Keluarga pasien mengaku tidak menerima penjelasan tertulis mengenai dasar pembebanan biaya tersebut. Penjelasan hanya disampaikan secara lisan oleh petugas dan dokter jaga.
Han menyebut dokter menjelaskan adanya perbedaan mekanisme pembiayaan antara pelayanan hemodialisis dan pelayanan rawat jalan melalui poli spesialis.
Namun, keluarga tetap mempertanyakan apakah obat yang diberikan berdasarkan kebutuhan medis saat tindakan hemodialisis seharusnya menjadi bagian dari manfaat JKN.
Persoalan tersebut kemudian memunculkan perhatian publik terkait kepastian manfaat Program JKN, khususnya bagi pasien yang menjalani terapi rutin seperti hemodialisis.
RSUD CAM Lakukan Penelusuran
Wakil Direktur Pelayanan Medis RSUD dr. Chasbullah Abdulmadjid Kota Bekasi, dr. Sudirman, memastikan pihaknya melakukan penelusuran terhadap pelayanan yang diterima pasien.
Menurut Sudirman, peserta JKN yang menjalani pelayanan sesuai prosedur rujukan pada prinsipnya memperoleh manfaat sesuai ketentuan.
“Selama ada surat rujukan tentu ditanggung. Namun kami akan menelusuri terlebih dahulu apa yang sebenarnya terjadi,” kata Sudirman.

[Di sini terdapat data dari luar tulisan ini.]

//! Closure-backed stages.

use bulwark_core::{BoxFuture, BulwarkResult, Invocation, Stage, StageKind};
use std::fmt;

type StageBody = dyn for<'a> Fn(Invocation<'a>) -> BoxFuture<'a, BulwarkResult<()>> + Send + Sync;

/// A stage whose body is a closure.
///
/// The closure receives the invocation and must either proceed or write
/// the response itself.
///
/// ```
/// use bulwark_core::StageKind;
/// use bulwark_pipeline::FnStage;
///
/// let stage = FnStage::new("tag", |mut invocation| {
///     Box::pin(async move {
///         invocation.live_request_mut()?.set_attribute("tagged", true);
///         invocation.proceed().await
///     })
/// });
/// assert_eq!(bulwark_core::Stage::kind(&stage), None);
///
/// let anonymous = FnStage::new("anonymous", |invocation| invocation.proceed())
///     .with_kind(StageKind::Anonymous);
/// assert_eq!(bulwark_core::Stage::kind(&anonymous), Some(StageKind::Anonymous));
/// ```
pub struct FnStage {
    name: &'static str,
    kind: Option<StageKind>,
    body: Box<StageBody>,
}

impl FnStage {
    /// Creates a custom stage with no canonical kind.
    pub fn new<F>(name: &'static str, body: F) -> Self
    where
        F: for<'a> Fn(Invocation<'a>) -> BoxFuture<'a, BulwarkResult<()>> + Send + Sync + 'static,
    {
        Self {
            name,
            kind: None,
            body: Box::new(body),
        }
    }

    /// Gives the stage a canonical kind.
    #[must_use]
    pub fn with_kind(mut self, kind: StageKind) -> Self {
        self.kind = Some(kind);
        self
    }
}

impl Stage for FnStage {
    fn name(&self) -> &'static str {
        self.name
    }

    fn kind(&self) -> Option<StageKind> {
        self.kind
    }

    fn process<'a>(&'a self, invocation: Invocation<'a>) -> BoxFuture<'a, BulwarkResult<()>> {
        (self.body)(invocation)
    }
}

impl fmt::Debug for FnStage {
    fn fmt(&self, f: &mut fmt::Formatter<'_>) -> fmt::Result {
        f.debug_struct("FnStage")
            .field("name", &self.name)
            .field("kind", &self.kind)
            .finish_non_exhaustive()
    }
}
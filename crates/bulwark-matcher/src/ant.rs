//! Ant-style path patterns.
//!
//! | Token | Matches |
//! |-------|---------|
//! | `?` | one character |
//! | `*` | zero or more characters within a segment |
//! | `**` | zero or more whole segments |
//! | `{name}` | a segment part, captured as `name` |
//! | `{name:regex}` | a segment part matching `regex`, captured as `name` |
//!
//! Patterns are compiled once. Segments without wildcards are compared as
//! plain strings; the others become anchored regular expressions.

use bulwark_core::{BulwarkError, BulwarkResult};
use bulwark_router::Params;
use regex::Regex;

#[derive(Debug, Clone)]
enum Segment {
    Literal(String),
    Pattern { regex: Regex, names: Vec<String> },
    AnyDirs,
}

impl Segment {
    fn matches(&self, part: &str, case_sensitive: bool, vars: &mut Params) -> bool {
        match self {
            Self::Literal(literal) if case_sensitive => literal == part,
            Self::Literal(literal) => *literal == part.to_lowercase(),
            Self::Pattern { regex, names } => match regex.captures(part) {
                Some(captures) => {
                    for (index, name) in names.iter().enumerate() {
                        let value = captures.get(index + 1).map_or("", |m| m.as_str());
                        vars.push(name.clone(), value);
                    }
                    true
                }
                None => false,
            },
            Self::AnyDirs => true,
        }
    }
}

/// A compiled Ant-style pattern.
///
/// ```
/// use bulwark_matcher::AntPattern;
///
/// let pattern = AntPattern::new("/orders/{id:\\d+}/**").unwrap();
/// let vars = pattern.match_path("/orders/42/items/7").unwrap();
/// assert_eq!(vars.get("id"), Some("42"));
/// assert!(!pattern.matches("/orders/abc"));
/// ```
#[derive(Debug, Clone)]
pub struct AntPattern {
    source: String,
    segments: Vec<Segment>,
    case_sensitive: bool,
    match_all: bool,
}

impl AntPattern {
    /// Compiles a case-sensitive pattern.
    pub fn new(pattern: &str) -> BulwarkResult<Self> {
        Self::with_case_sensitivity(pattern, true)
    }

    /// Compiles a pattern with the given case sensitivity.
    ///
    /// Fails with a configuration error when a `{` is unclosed, a variable
    /// has no name, or a custom regex does not compile or contains its own
    /// capturing groups.
    pub fn with_case_sensitivity(pattern: &str, case_sensitive: bool) -> BulwarkResult<Self> {
        let mut segments: Vec<Segment> = Vec::new();
        for part in split_path(pattern) {
            let segment = compile_segment(part, case_sensitive, pattern)?;
            let repeated = matches!(
                (segments.last(), &segment),
                (Some(Segment::AnyDirs), Segment::AnyDirs)
            );
            if !repeated {
                segments.push(segment);
            }
        }

        Ok(Self {
            source: pattern.to_string(),
            segments,
            case_sensitive,
            match_all: pattern == "**" || pattern == "/**",
        })
    }

    /// Returns the pattern text.
    #[must_use]
    pub fn as_str(&self) -> &str {
        &self.source
    }

    /// Returns true if literal segments are compared case-sensitively.
    #[must_use]
    pub fn is_case_sensitive(&self) -> bool {
        self.case_sensitive
    }

    /// Returns true if the path matches.
    #[must_use]
    pub fn matches(&self, path: &str) -> bool {
        self.match_path(path).is_some()
    }

    /// Matches a path, returning the captured variables on success.
    #[must_use]
    pub fn match_path(&self, path: &str) -> Option<Params> {
        if self.match_all {
            return Some(Params::new());
        }
        if self.source.starts_with('/') != path.starts_with('/') {
            return None;
        }
        let ends_with_any_dirs = matches!(self.segments.last(), Some(Segment::AnyDirs));
        if !ends_with_any_dirs && self.source.ends_with('/') != path.ends_with('/') {
            return None;
        }

        let parts: Vec<&str> = split_path(path).collect();
        let mut vars = Params::new();
        self.match_from(0, &parts, 0, &mut vars).then_some(vars)
    }

    fn match_from(&self, index: usize, parts: &[&str], at: usize, vars: &mut Params) -> bool {
        let Some(segment) = self.segments.get(index) else {
            return at == parts.len();
        };

        if let Segment::AnyDirs = segment {
            for next in at..=parts.len() {
                let mark = vars.len();
                if self.match_from(index + 1, parts, next, vars) {
                    return true;
                }
                vars.truncate(mark);
            }
            return false;
        }

        let Some(part) = parts.get(at) else {
            return false;
        };
        let mark = vars.len();
        if segment.matches(part, self.case_sensitive, vars)
            && self.match_from(index + 1, parts, at + 1, vars)
        {
            return true;
        }
        vars.truncate(mark);
        false
    }
}

impl std::fmt::Display for AntPattern {
    fn fmt(&self, f: &mut std::fmt::Formatter<'_>) -> std::fmt::Result {
        f.write_str(&self.source)
    }
}

fn split_path(path: &str) -> impl Iterator<Item = &str> {
    path.split('/').filter(|s| !s.is_empty())
}

fn compile_segment(segment: &str, case_sensitive: bool, pattern: &str) -> BulwarkResult<Segment> {
    if segment == "**" {
        return Ok(Segment::AnyDirs);
    }
    if !segment.contains(['*', '?', '{']) {
        let literal = if case_sensitive {
            segment.to_string()
        } else {
            segment.to_lowercase()
        };
        return Ok(Segment::Literal(literal));
    }

    let mut source = String::from(if case_sensitive { "^" } else { "(?i)^" });
    let mut names = Vec::new();
    let mut literal = String::new();
    let mut chars = segment.chars();

    while let Some(c) = chars.next() {
        match c {
            '*' | '?' | '{' => {
                source.push_str(&regex::escape(&literal));
                literal.clear();
            }
            _ => {
                literal.push(c);
                continue;
            }
        }
        match c {
            '*' => source.push_str(".*"),
            '?' => source.push('.'),
            _ => {
                let body = take_braced(&mut chars).ok_or_else(|| {
                    BulwarkError::configuration(format!("Unclosed '{{' in pattern '{pattern}'"))
                })?;
                let (name, custom) = match body.split_once(':') {
                    Some((name, custom)) => (name.trim(), Some(custom)),
                    None => (body.trim(), None),
                };
                if name.is_empty() {
                    return Err(BulwarkError::configuration(format!(
                        "Unnamed variable in pattern '{pattern}'"
                    )));
                }
                source.push('(');
                source.push_str(custom.unwrap_or(".*"));
                source.push(')');
                names.push(name.to_string());
            }
        }
    }
    source.push_str(&regex::escape(&literal));
    source.push('$');

    let regex = Regex::new(&source).map_err(|e| {
        BulwarkError::configuration(format!("Invalid pattern '{pattern}': {e}"))
    })?;
    if regex.captures_len() - 1 != names.len() {
        return Err(BulwarkError::configuration(format!(
            "Segment '{segment}' of pattern '{pattern}' declares {} variables but its regex has {} capturing groups; use non-capturing groups (?:...)",
            names.len(),
            regex.captures_len() - 1
        )));
    }

    Ok(Segment::Pattern { regex, names })
}

/// Consumes up to the `}` closing an already-consumed `{`, honoring nested
/// braces inside custom regexes.
fn take_braced(chars: &mut std::str::Chars<'_>) -> Option<String> {
    let mut depth = 1usize;
    let mut body = String::new();
    for c in chars.by_ref() {
        match c {
            '{' => depth += 1,
            '}' => {
                depth -= 1;
                if depth == 0 {
                    return Some(body);
                }
            }
            _ => {}
        }
        body.push(c);
    }
    None
}

#[cfg(test)]
mod tests {
    use super::*;

    fn matches(pattern: &str, path: &str) -> bool {
        AntPattern::new(pattern).unwrap().matches(path)
    }

    #[test]
    fn test_literal_pattern() {
        assert!(matches("/orders", "/orders"));
        assert!(!matches("/orders", "/orders/1"));
        assert!(!matches("/orders", "/Orders"));
    }

    #[test]
    fn test_single_star_stays_within_segment() {
        assert!(matches("/orders/*", "/orders/42"));
        assert!(!matches("/orders/*", "/orders/42/items"));
        assert!(!matches("/orders/*", "/orders"));
        assert!(matches("/files/*.txt", "/files/notes.txt"));
        assert!(!matches("/files/*.txt", "/files/notes.md"));
    }

    #[test]
    fn test_double_star_spans_segments() {
        assert!(matches("/orders/**", "/orders"));
        assert!(matches("/orders/**", "/orders/42/items"));
        assert!(matches("/a/**/z", "/a/z"));
        assert!(matches("/a/**/z", "/a/b/c/z"));
        assert!(!matches("/a/**/z", "/a/b"));
        assert!(matches("/a/**/**/z", "/a/b/z"));
    }

    #[test]
    fn test_match_all() {
        assert!(matches("/**", "/"));
        assert!(matches("/**", "/anything/at/all"));
        assert!(matches("**", "/x"));
    }

    #[test]
    fn test_question_mark() {
        assert!(matches("/file?.txt", "/file1.txt"));
        assert!(!matches("/file?.txt", "/file10.txt"));
    }

    #[test]
    fn test_leading_and_trailing_slash() {
        assert!(!matches("orders", "/orders"));
        assert!(!matches("/orders", "/orders/"));
        assert!(matches("/orders/", "/orders/"));
        assert!(matches("/orders/**", "/orders/"));
        assert!(matches("/", "/"));
    }

    #[test]
    fn test_variables() {
        let pattern = AntPattern::new("/users/{id}/posts/{post}").unwrap();
        let vars = pattern.match_path("/users/7/posts/hello").unwrap();
        assert_eq!(vars.get("id"), Some("7"));
        assert_eq!(vars.get("post"), Some("hello"));
        assert!(pattern.match_path("/users/7").is_none());
    }

    #[test]
    fn test_variables_within_segment() {
        let pattern = AntPattern::new("/img/{name}.{ext}").unwrap();
        let vars = pattern.match_path("/img/logo.png").unwrap();
        assert_eq!(vars.get("name"), Some("logo"));
        assert_eq!(vars.get("ext"), Some("png"));
    }

    #[test]
    fn test_custom_regex_variable() {
        let pattern = AntPattern::new("/users/{id:\\d+}").unwrap();
        assert_eq!(pattern.match_path("/users/12").unwrap().get("id"), Some("12"));
        assert!(!pattern.matches("/users/ab"));

        let pattern = AntPattern::new("/codes/{code:[A-Z]{2}}").unwrap();
        assert!(pattern.matches("/codes/GB"));
        assert!(!pattern.matches("/codes/GBR"));
    }

    #[test]
    fn test_variables_reset_when_backtracking() {
        let pattern = AntPattern::new("/**/{last}/end").unwrap();
        let vars = pattern.match_path("/a/b/c/end").unwrap();
        assert_eq!(vars.len(), 1);
        assert_eq!(vars.get("last"), Some("c"));
    }

    #[test]
    fn test_case_insensitive() {
        let pattern = AntPattern::with_case_sensitivity("/Admin/*.HTML", false).unwrap();
        assert!(pattern.matches("/admin/index.html"));
        assert!(pattern.matches("/ADMIN/INDEX.html"));
        assert!(!pattern.is_case_sensitive());
    }

    #[test]
    fn test_invalid_patterns() {
        assert!(AntPattern::new("/users/{id").unwrap_err().is_configuration());
        assert!(AntPattern::new("/users/{}").unwrap_err().is_configuration());
        assert!(AntPattern::new("/users/{id:[}").unwrap_err().is_configuration());
        assert!(AntPattern::new("/users/{id:(a|b)}").unwrap_err().is_configuration());
        assert!(AntPattern::new("/users/{id:(?:a|b)}").is_ok());
    }

    #[test]
    fn test_literal_characters_are_escaped() {
        assert!(matches("/a.b/*", "/a.b/x"));
        assert!(!matches("/a.b*", "/aXb"));
    }

    #[test]
    fn test_display() {
        assert_eq!(AntPattern::new("/x/**").unwrap().to_string(), "/x/**");
    }
}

Ia menjelaskan, informasi awal menunjukkan obat tersebut diduga berkaitan dengan penanganan luka akses vaskular atau double lumen.
Meski demikian, rumah sakit masih melakukan pemeriksaan untuk memastikan kesesuaian antara tindakan medis dan aturan pembiayaan JKN.
Sudirman menegaskan pelayanan hemodialisis memiliki paket pembiayaan tersendiri. Namun, kebutuhan obat tertentu harus dilihat berdasarkan konteks pelayanan pasien.
“Kalau pasien datang untuk cuci darah tentu ada paket pelayanan yang dijamin. Tetapi kebutuhan lain harus dilihat kembali sesuai kondisi medis,” jelasnya.
Selain menelusuri aspek pelayanan, RSUD CAM juga mengevaluasi komunikasi antara tenaga kesehatan dengan pasien.
Langkah tersebut dilakukan agar tidak terjadi perbedaan pemahaman mengenai manfaat layanan yang diterima peserta JKN.
“Ini menjadi koreksi bagi kami. Kami akan mengklarifikasi kepada dokter maupun petugas agar tidak terjadi kesalahpahaman,” ujar Sudirman.
BPJS Kesehatan Belum Beri Tanggapan
Sementara itu, BPJS Kesehatan Cabang Kota Bekasi belum memberikan keterangan resmi terkait dugaan pembebanan biaya obat tersebut.
Publik masih menunggu penjelasan mengenai aturan pembiayaan obat bagi pasien hemodialisis peserta JKN.
Kepastian regulasi dinilai penting agar masyarakat memahami batas manfaat layanan yang dijamin dalam Program JKN.
Jika pembebanan biaya telah sesuai aturan, masyarakat membutuhkan penjelasan mengenai dasar kebijakannya.
Sebaliknya, apabila terdapat ketidaksesuaian dalam penerapan pelayanan, evaluasi perlu dilakukan agar hak peserta JKN tetap terlindungi.
Hasil penelusuran RSUD CAM dan klarifikasi BPJS Kesehatan nantinya menjadi dasar untuk memastikan apakah persoalan tersebut telah sesuai regulasi atau membutuhkan perbaikan layanan.